The second point is that the founders intended for this power to be used much more liberally than it has been. James Madison thought the power was “indispensable . . . for defending the Community [against] the incapacity, negligence or perfidy of the chief Magistrate.” (Again, that’s more than just the President’s criminality.) In Federalist 68, Alexander Hamilton writes that the Presidency is designed to be “filled by characters preeminent for ability and virtue.” While the framers trusted the system of elections to produce that result, many of them were skeptical of the people’s ability to always choose the best leaders, and they would likely to be surprised to find out that 45 Presidents in, none have been convicted in an impeachment trial.
So the question of whether President Trump ought to be impeached because of obstruction of justice laid out in the Mueller report depends on what standard we are operating under. Under the ideal standard, where impeachments were an uncommon but not unheard of punishment for general malpractice and ineptitude, President Trump would be worthy of impeachment. We can debate what the founders meant by virtue and ability, but having to be restrained from firing the man investigating him out of impulsiveness is certainly not either. Some might say “President Trump was acting out of understandable frustration.” That’s true, but when you and I get frustrated, we do not need our underlings to prevent us from potentially breaking the law.

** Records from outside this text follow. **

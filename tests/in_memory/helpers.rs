//! Shared test helpers for in-memory board integration tests.

use std::sync::Arc;

use rstest::fixture;
use taskboard::board::{
    adapters::memory::InMemoryTaskStore,
    domain::{Stage, Task},
    ports::TaskDocument,
    services::TaskBoardService,
};

/// Board service wired to the in-memory store.
pub type MemoryBoard = TaskBoardService<InMemoryTaskStore>;

/// Provides an empty in-memory store.
#[fixture]
pub fn store() -> Arc<InMemoryTaskStore> {
    Arc::new(InMemoryTaskStore::new())
}

/// Provides a store holding the single "Write spec" backlog task keyed `1`.
#[fixture]
pub fn seeded_store() -> Arc<InMemoryTaskStore> {
    Arc::new(InMemoryTaskStore::with_documents([(
        "1",
        TaskDocument::new("Write spec", "Backlog"),
    )]))
}

/// Returns `(id, text, stage label)` triples for the board, sorted by id.
pub fn board_records(tasks: &[Task]) -> Vec<(String, String, String)> {
    let mut records: Vec<_> = tasks
        .iter()
        .map(|task| {
            (
                task.id().as_str().to_owned(),
                task.text().as_str().to_owned(),
                task.status().as_str().to_owned(),
            )
        })
        .collect();
    records.sort();
    records
}

/// Returns `(key, text, status)` triples for the store, sorted by key.
///
/// # Errors
///
/// Returns an error if the store snapshot cannot be read.
pub fn store_records(
    store: &InMemoryTaskStore,
) -> Result<Vec<(String, String, String)>, eyre::Report> {
    let mut records: Vec<_> = store
        .documents()?
        .into_iter()
        .map(|stored| (stored.key, stored.document.text, stored.document.status))
        .collect();
    records.sort();
    Ok(records)
}

/// Checks that the board shows exactly what the store holds.
///
/// # Errors
///
/// Returns an error describing the drift when the two differ.
pub async fn ensure_in_sync(
    service: &MemoryBoard,
    store: &InMemoryTaskStore,
) -> Result<(), eyre::Report> {
    let board = board_records(&service.all_tasks().await);
    let stored = store_records(store)?;
    eyre::ensure!(
        board == stored,
        "board drifted from store: board={board:?} store={stored:?}"
    );
    Ok(())
}

/// Checks that the stage columns are disjoint and cover every task.
///
/// # Errors
///
/// Returns an error when a column holds a task of another stage or the
/// columns do not add up to the full task list.
pub async fn ensure_partitioned(service: &MemoryBoard) -> Result<(), eyre::Report> {
    let all = service.all_tasks().await;
    let mut covered = 0;
    for stage in Stage::ALL {
        let column = service.tasks_for_stage(stage).await;
        eyre::ensure!(
            column.iter().all(|task| task.status() == stage),
            "column {stage} holds a task from another stage"
        );
        covered += column.len();
    }
    eyre::ensure!(
        covered == all.len(),
        "columns cover {covered} tasks, board holds {}",
        all.len()
    );
    Ok(())
}
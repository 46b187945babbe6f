//! Application services for task board orchestration.

mod board_service;
mod config;
mod error;
mod repository;
mod transition;

pub use board_service::TaskBoardService;
pub use config::BoardConfig;
pub use error::{TaskBoardError, TaskBoardResult};
pub use repository::{TaskRepository, TaskRepositoryError, TaskRepositoryResult};
pub use transition::TransitionEngine;
//! Diesel row models for task board persistence.

use super::schema::board_tasks;
use diesel::prelude::*;

/// Query result row for task documents.
#[derive(Debug, Clone, Queryable, Selectable)]
#[diesel(table_name = board_tasks)]
#[diesel(check_for_backend(diesel::pg::Pg))]
pub struct TaskDocumentRow {
    /// Document key.
    pub id: uuid::Uuid,
    /// Display text.
    pub text: String,
    /// Stage label.
    pub status: String,
}

/// Insert model for task documents.
#[derive(Debug, Clone, Insertable)]
#[diesel(table_name = board_tasks)]
pub struct NewTaskDocumentRow {
    /// Document key.
    pub id: uuid::Uuid,
    /// Display text.
    pub text: String,
    /// Stage label.
    pub status: String,
}
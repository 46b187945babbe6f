//! Diesel schema for task board persistence.

diesel::table! {
    /// Task documents shown on the board.
    board_tasks (id) {
        /// Store-assigned document key.
        id -> Uuid,
        /// Display text.
        text -> Text,
        /// Stage label.
        #[max_length = 32]
        status -> Varchar,
        /// Insertion sequence used for stable listing order.
        seq -> Int8,
    }
}
//! In-memory adapters for the task board.

mod store;

pub use store::{InMemoryTaskStore, StoreCallCounts};
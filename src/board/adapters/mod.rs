//! Adapter implementations for the task store port.

pub mod memory;
pub mod postgres;
//! Task repository: maps board tasks to store documents.

use crate::board::{
    domain::{Stage, Task, TaskId, TaskText},
    ports::{StoredTaskDocument, TaskDocument, TaskStore, TaskStoreError},
};
use std::sync::Arc;
use thiserror::Error;
use tracing::{debug, warn};

/// Errors returned by [`TaskRepository`] operations.
#[derive(Debug, Clone, Error)]
pub enum TaskRepositoryError {
    /// The task store could not be reached or failed the call.
    #[error("task store unavailable: {0}")]
    StoreUnavailable(Arc<dyn std::error::Error + Send + Sync>),

    /// The store holds no record for the task.
    #[error("task not found in store: {0}")]
    NotFound(TaskId),
}

impl From<TaskStoreError> for TaskRepositoryError {
    fn from(err: TaskStoreError) -> Self {
        match err {
            TaskStoreError::Unavailable(source) => Self::StoreUnavailable(source),
            TaskStoreError::NotFound(key) => Self::NotFound(TaskId::new(key)),
        }
    }
}

/// Result type for task repository operations.
pub type TaskRepositoryResult<T> = Result<T, TaskRepositoryError>;

/// Reasons a stored document cannot be turned into a task.
#[derive(Debug, Error)]
enum DecodeError {
    #[error(transparent)]
    Stage(#[from] crate::board::domain::ParseStageError),
    #[error(transparent)]
    Text(#[from] crate::board::domain::BoardDomainError),
}

/// Translates between board tasks and task store documents.
///
/// The repository owns every remote call the board makes and keeps no state
/// between calls.
pub struct TaskRepository<S>
where
    S: TaskStore,
{
    store: Arc<S>,
}

impl<S> Clone for TaskRepository<S>
where
    S: TaskStore,
{
    fn clone(&self) -> Self {
        Self {
            store: Arc::clone(&self.store),
        }
    }
}

impl<S> TaskRepository<S>
where
    S: TaskStore,
{
    /// Creates a repository over `store`.
    #[must_use]
    pub const fn new(store: Arc<S>) -> Self {
        Self { store }
    }

    /// Loads every task held by the store.
    ///
    /// Documents with an unknown stage label or empty text are skipped and
    /// logged; they never reach the board.
    ///
    /// # Errors
    ///
    /// Returns [`TaskRepositoryError::StoreUnavailable`] when the store
    /// cannot be listed.
    pub async fn load_all(&self) -> TaskRepositoryResult<Vec<Task>> {
        let documents = self.store.list_all().await?;
        let total = documents.len();
        let tasks: Vec<Task> = documents
            .into_iter()
            .filter_map(|stored| {
                let key = stored.key.clone();
                decode(stored)
                    .inspect_err(|err| {
                        warn!(task_id = %key, error = %err, "skipping undecodable task document");
                    })
                    .ok()
            })
            .collect();
        debug!(loaded = tasks.len(), listed = total, "loaded tasks from store");
        Ok(tasks)
    }

    /// Stores a new task and returns it with its store-assigned identifier.
    ///
    /// # Errors
    ///
    /// Returns [`TaskRepositoryError::StoreUnavailable`] when the store
    /// rejects the write.
    pub async fn create(&self, text: TaskText, status: Stage) -> TaskRepositoryResult<Task> {
        let document = TaskDocument::new(text.as_str(), status.as_str());
        let key = self.store.create(&document).await?;
        debug!(task_id = %key, stage = %status, "created task document");
        Ok(Task::new(TaskId::new(key), text, status))
    }

    /// Writes a new stage to the stored task.
    ///
    /// # Errors
    ///
    /// Returns [`TaskRepositoryError::NotFound`] when the store has no such
    /// record or [`TaskRepositoryError::StoreUnavailable`] when the write
    /// fails.
    pub async fn update_status(&self, id: &TaskId, status: Stage) -> TaskRepositoryResult<()> {
        self.store
            .update_status(id.as_str(), status.as_str())
            .await?;
        Ok(())
    }

    /// Removes the stored task.
    ///
    /// # Errors
    ///
    /// Returns [`TaskRepositoryError::NotFound`] when the store has no such
    /// record or [`TaskRepositoryError::StoreUnavailable`] when the delete
    /// fails.
    pub async fn delete(&self, id: &TaskId) -> TaskRepositoryResult<()> {
        self.store.delete(id.as_str()).await?;
        Ok(())
    }
}

fn decode(stored: StoredTaskDocument) -> Result<Task, DecodeError> {
    let StoredTaskDocument { key, document } = stored;
    let status = Stage::try_from(document.status.as_str())?;
    let text = TaskText::new(document.text)?;
    Ok(Task::new(TaskId::new(key), text, status))
}
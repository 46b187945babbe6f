//! Task entity.

use super::{Stage, TaskId, TaskText};
use serde::{Deserialize, Serialize};

/// A card on the board.
///
/// Identity and text are fixed once the store has accepted the task; only
/// the stage changes, and only through [`super::BoardState`].
#[derive(Debug, Clone, PartialEq, Eq, Serialize, Deserialize)]
pub struct Task {
    id: TaskId,
    text: TaskText,
    status: Stage,
}

impl Task {
    /// Builds a task from a store-assigned identifier and its stored fields.
    #[must_use]
    pub const fn new(id: TaskId, text: TaskText, status: Stage) -> Self {
        Self { id, text, status }
    }

    /// Returns the task identifier.
    #[must_use]
    pub const fn id(&self) -> &TaskId {
        &self.id
    }

    /// Returns the display text.
    #[must_use]
    pub const fn text(&self) -> &TaskText {
        &self.text
    }

    /// Returns the current stage.
    #[must_use]
    pub const fn status(&self) -> Stage {
        self.status
    }

    pub(super) const fn move_to(&mut self, stage: Stage) {
        self.status = stage;
    }
}
//! In-memory authoritative view of the tasks on the board.

use super::{BoardStateError, Stage, Task, TaskId};
use std::collections::HashSet;

/// Canonical in-memory task set, partitioned by stage.
///
/// Tasks are kept in insertion order, so every per-stage view is a stable
/// subsequence of [`BoardState::all`]. Each task carries exactly one
/// [`Stage`], which makes the stage partitions disjoint by construction.
#[derive(Debug, Clone, Default, PartialEq, Eq)]
pub struct BoardState {
    tasks: Vec<Task>,
}

impl BoardState {
    /// Creates an empty board.
    #[must_use]
    pub const fn new() -> Self {
        Self { tasks: Vec::new() }
    }

    /// Returns a snapshot of every task in insertion order.
    #[must_use]
    pub fn all(&self) -> Vec<Task> {
        self.tasks.clone()
    }

    /// Returns the tasks in `stage`, preserving insertion order.
    #[must_use]
    pub fn by_stage(&self, stage: Stage) -> Vec<Task> {
        self.tasks
            .iter()
            .filter(|task| task.status() == stage)
            .cloned()
            .collect()
    }

    /// Returns the number of tasks in each stage, in board order.
    #[must_use]
    pub fn stage_counts(&self) -> [(Stage, usize); 3] {
        Stage::ALL.map(|stage| {
            let count = self
                .tasks
                .iter()
                .filter(|task| task.status() == stage)
                .count();
            (stage, count)
        })
    }

    /// Looks up a task by identifier.
    #[must_use]
    pub fn get(&self, id: &TaskId) -> Option<&Task> {
        self.tasks.iter().find(|task| task.id() == id)
    }

    /// Reports whether a task with `id` is on the board.
    #[must_use]
    pub fn contains(&self, id: &TaskId) -> bool {
        self.get(id).is_some()
    }

    /// Returns the number of tasks on the board.
    #[must_use]
    pub const fn len(&self) -> usize {
        self.tasks.len()
    }

    /// Reports whether the board holds no tasks.
    #[must_use]
    pub const fn is_empty(&self) -> bool {
        self.tasks.is_empty()
    }

    /// Adds a task that is not yet on the board.
    ///
    /// # Errors
    ///
    /// Returns [`BoardStateError::DuplicateId`] when a task with the same
    /// identifier is already present.
    pub fn insert(&mut self, task: Task) -> Result<(), BoardStateError> {
        if self.contains(task.id()) {
            return Err(BoardStateError::DuplicateId(task.id().clone()));
        }
        self.tasks.push(task);
        Ok(())
    }

    /// Removes the task with `id`, returning it when it was present.
    pub fn remove_by_id(&mut self, id: &TaskId) -> Option<Task> {
        let position = self.tasks.iter().position(|task| task.id() == id)?;
        Some(self.tasks.remove(position))
    }

    /// Moves the task with `id` to `stage` in place.
    ///
    /// # Errors
    ///
    /// Returns [`BoardStateError::NotFound`] when the task is not on the
    /// board.
    pub fn set_status(&mut self, id: &TaskId, stage: Stage) -> Result<(), BoardStateError> {
        let task = self
            .tasks
            .iter_mut()
            .find(|task| task.id() == id)
            .ok_or_else(|| BoardStateError::NotFound(id.clone()))?;
        task.move_to(stage);
        Ok(())
    }

    /// Replaces the whole task set, typically with the result of a load.
    ///
    /// # Errors
    ///
    /// Returns [`BoardStateError::DuplicateId`] when `tasks` repeats an
    /// identifier; the previous contents are kept in that case.
    pub fn replace_all(&mut self, tasks: Vec<Task>) -> Result<(), BoardStateError> {
        let duplicate = {
            let mut seen = HashSet::with_capacity(tasks.len());
            tasks
                .iter()
                .find(|task| !seen.insert(task.id()))
                .map(|task| task.id().clone())
        };
        if let Some(id) = duplicate {
            return Err(BoardStateError::DuplicateId(id));
        }
        self.tasks = tasks;
        Ok(())
    }

    /// Removes every task.
    pub fn clear(&mut self) {
        self.tasks.clear();
    }
}
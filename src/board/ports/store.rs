//! Document store port holding the durable task records.

use async_trait::async_trait;
use serde::{Deserialize, Serialize};
use std::sync::Arc;
use thiserror::Error;

/// Result type for task store operations.
pub type TaskStoreResult<T> = Result<T, TaskStoreError>;

/// Stored fields of a task record.
///
/// The store key is not part of the document; it is assigned by the store on
/// creation and reported alongside the document by [`TaskStore::list_all`].
#[derive(Debug, Clone, PartialEq, Eq, Serialize, Deserialize)]
pub struct TaskDocument {
    /// Display text.
    pub text: String,
    /// Stage label, one of `Backlog`, `In Progress`, or `Done`.
    pub status: String,
}

impl TaskDocument {
    /// Creates a document from its field values.
    #[must_use]
    pub fn new(text: impl Into<String>, status: impl Into<String>) -> Self {
        Self {
            text: text.into(),
            status: status.into(),
        }
    }
}

/// A document together with its store key.
#[derive(Debug, Clone, PartialEq, Eq)]
pub struct StoredTaskDocument {
    /// Store-assigned key.
    pub key: String,
    /// Stored fields.
    pub document: TaskDocument,
}

/// Keyed collection of task documents.
///
/// Implementations hold no task cache of their own; every call goes to the
/// backing store.
#[async_trait]
pub trait TaskStore: Send + Sync {
    /// Lists every stored document.
    async fn list_all(&self) -> TaskStoreResult<Vec<StoredTaskDocument>>;

    /// Stores a new document and returns the key the store assigned to it.
    async fn create(&self, document: &TaskDocument) -> TaskStoreResult<String>;

    /// Overwrites the `status` field of the document stored under `key`.
    ///
    /// # Errors
    ///
    /// Returns [`TaskStoreError::NotFound`] when no document has that key.
    async fn update_status(&self, key: &str, status: &str) -> TaskStoreResult<()>;

    /// Removes the document stored under `key`.
    ///
    /// # Errors
    ///
    /// Returns [`TaskStoreError::NotFound`] when no document has that key.
    async fn delete(&self, key: &str) -> TaskStoreResult<()>;
}

/// Errors returned by task store implementations.
#[derive(Debug, Clone, Error)]
pub enum TaskStoreError {
    /// The store could not be reached or failed to complete the call.
    #[error("task store unavailable: {0}")]
    Unavailable(Arc<dyn std::error::Error + Send + Sync>),

    /// No document is stored under the key.
    #[error("task document not found: {0}")]
    NotFound(String),
}

impl TaskStoreError {
    /// Wraps a transport or backend failure.
    pub fn unavailable(err: impl std::error::Error + Send + Sync + 'static) -> Self {
        Self::Unavailable(Arc::new(err))
    }
}
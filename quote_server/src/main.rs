//! Quote generator binary.
//!
//! Binds the stream listener, starts the price mutation loop and serves subscribers until
//! Ctrl+C. Bind and configuration failures are fatal; everything after that is contained
//! per subscriber.
use clap::Parser;
use log::info;
use quote_common::{CancelToken, QuoteError, Result};
use quote_server::args::Args;
use quote_server::{PriceState, QuoteGenerator, QuoteServer, UniformPerturbation};
use std::sync::Arc;

fn main() -> Result<(), QuoteError> {
    init_logger();
    let config = Args::parse().into_config()?;

    let state = PriceState::new(config.prices.iter().map(|(s, p)| (s.as_str(), *p)))?;
    let perturbation = match config.seed {
        Some(seed) => UniformPerturbation::seeded(config.max_change, seed),
        None => UniformPerturbation::new(config.max_change),
    };
    let generator = Arc::new(
        QuoteGenerator::new(state, Box::new(perturbation), config.tick).with_echo(config.echo),
    );

    let server = QuoteServer::bind(&config.listen, generator)?;
    info!("Waiting for subscribers on {}", server.local_addr()?);

    let cancel = CancelToken::new();
    {
        let cancel = cancel.clone();
        ctrlc::set_handler(move || {
            info!("Ctrl+C received. Shutting down generator...");
            cancel.cancel();
        })
        .map_err(|e| QuoteError::Format(format!("Error setting Ctrl+C handler: {}", e)))?;
    }

    server.run(cancel)
}

fn init_logger() {
    env_logger::Builder::new()
        .filter_level(log::LevelFilter::Info)
        .parse_default_env()
        .init();
}
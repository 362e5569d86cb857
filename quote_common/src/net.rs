//! Shared networking defaults and helpers used by every service.

use crate::error::QuoteError;
use crate::result::Result;

/// TCP port the generator serves the quote stream on.
pub const GENERATOR_PORT: u16 = 50051;
/// HTTP port of the consumer and gateway.
pub const HTTP_PORT: u16 = 8080;
/// Generator address used for local development when nothing else is configured.
pub const DEFAULT_GENERATOR_ADDR: &str = "localhost:50051";
/// Environment variable overriding the generator address for the consumer and gateway.
pub const GENERATOR_ADDR_ENV: &str = "QUOTE_SERVER_ADDR";

/// Helper to format an address with a port like "ip:port".
pub fn addr(ip: &str, port: u16) -> String {
    format!("{}:{}", ip, port)
}

/// Check that `raw` is a non-empty `host:port` pair with a numeric port.
///
/// The host is not resolved here; DNS names like `ft:50051` are accepted as-is.
/// Returns the trimmed address.
pub fn validate_addr(raw: &str) -> Result<String> {
    let trimmed = raw.trim();
    let (host, port) = trimmed
        .rsplit_once(':')
        .ok_or_else(|| QuoteError::InvalidAddress(raw.to_string()))?;
    if host.is_empty() || port.parse::<u16>().is_err() {
        return Err(QuoteError::InvalidAddress(raw.to_string()));
    }
    Ok(trimmed.to_string())
}
//! Command-line arguments for the quote consumer.
//!
//! This module defines the CLI interface using `clap`. The generator address falls back
//! to `QUOTE_SERVER_ADDR` and then to the local development default.
use clap::Parser;
use quote_common::Result;
use quote_common::net::{
    DEFAULT_GENERATOR_ADDR, GENERATOR_ADDR_ENV, HTTP_PORT, addr, validate_addr,
};
use std::time::Duration;

use crate::streaming::ClientConfig;

/// Parsed command-line arguments.
#[derive(Debug, Parser)]
#[command(version, about, long_about = None)]
pub struct Args {
    /// Address of the quote generator stream (`host:port`).
    #[clap(long, env = GENERATOR_ADDR_ENV, default_value = DEFAULT_GENERATOR_ADDR)]
    pub generator_addr: String,

    /// Address the HTTP read API listens on.
    #[clap(long, env = "CONSUMER_HTTP_LISTEN", default_value_t = addr("0.0.0.0", HTTP_PORT))]
    pub http_listen: String,

    /// Seconds to wait before reconnecting after a stream failure.
    #[clap(long, env = "CONSUMER_BACKOFF_SECS", default_value_t = 5)]
    pub backoff_secs: u64,
}

/// Validated consumer configuration.
#[derive(Debug, Clone)]
pub struct ConsumerConfig {
    pub client: ClientConfig,
    pub http_listen: String,
}

impl Args {
    pub fn into_config(self) -> Result<ConsumerConfig> {
        let generator_addr = validate_addr(&self.generator_addr)?;
        let http_listen = validate_addr(&self.http_listen)?;
        let client = ClientConfig::new(generator_addr)
            .with_backoff(Duration::from_secs(self.backoff_secs));
        Ok(ConsumerConfig {
            client,
            http_listen,
        })
    }
}

#[cfg(test)]
mod tests {
    use super::*;

    #[test]
    fn explicit_flags_override_defaults() {
        let config = Args::try_parse_from([
            "quote_client",
            "--generator-addr",
            "ft:50051",
            "--http-listen",
            "127.0.0.1:9000",
            "--backoff-secs",
            "1",
        ])
        .unwrap()
        .into_config()
        .unwrap();
        assert_eq!(config.client.generator_addr, "ft:50051");
        assert_eq!(config.client.backoff, Duration::from_secs(1));
        assert_eq!(config.http_listen, "127.0.0.1:9000");
    }

    #[test]
    fn malformed_generator_address_is_rejected() {
        let args = Args::try_parse_from(["quote_client", "--generator-addr", "ft"]).unwrap();
        assert!(args.into_config().is_err());
    }
}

In my takeaway from the Barr report, I said the conclusion of this investigation was a win for President Trump. That is only true if the bar is set so low it is touching the ground. The President did not work with one of our geopolitical foes to win an election and only potentially obstructed justice during the course of an investigation. Congratulations.
While someone might say “collusion was the standard set by the media. They said Trump colluded. Therefore, when a report says Trump didn’t collude, it is a win for Trump.” While I don’t dispute the critique of the media, the collusion accusation was absurd and taking it seriously was absurd.
However, under the standard we have come to dwell under, President Trump is not worthy of impeachment. Clearly, the designed system of impeachment is not what has happened. In all of American history, only 19 people have been impeached and only eight have been convicted. Those eight have all been low level judges. Presidents have committed far worse offenses than Donald Trump and escaped impeachment. While I might like for us to be corrected to the founders’ vision of a more assertive legislature policing the executive, I do not believe ending the Trump presidency would achieve that in any meaningful way.
The impeachment talk is just that, talk. First, impeaching the President would be a politically unwise decision unlikely to accomplish anything anyway. But on a more general level, that in spite of the founders vision, Donald Trump has not, as far as we know, committed an offense worthy of impeachment under the precedent set by American history.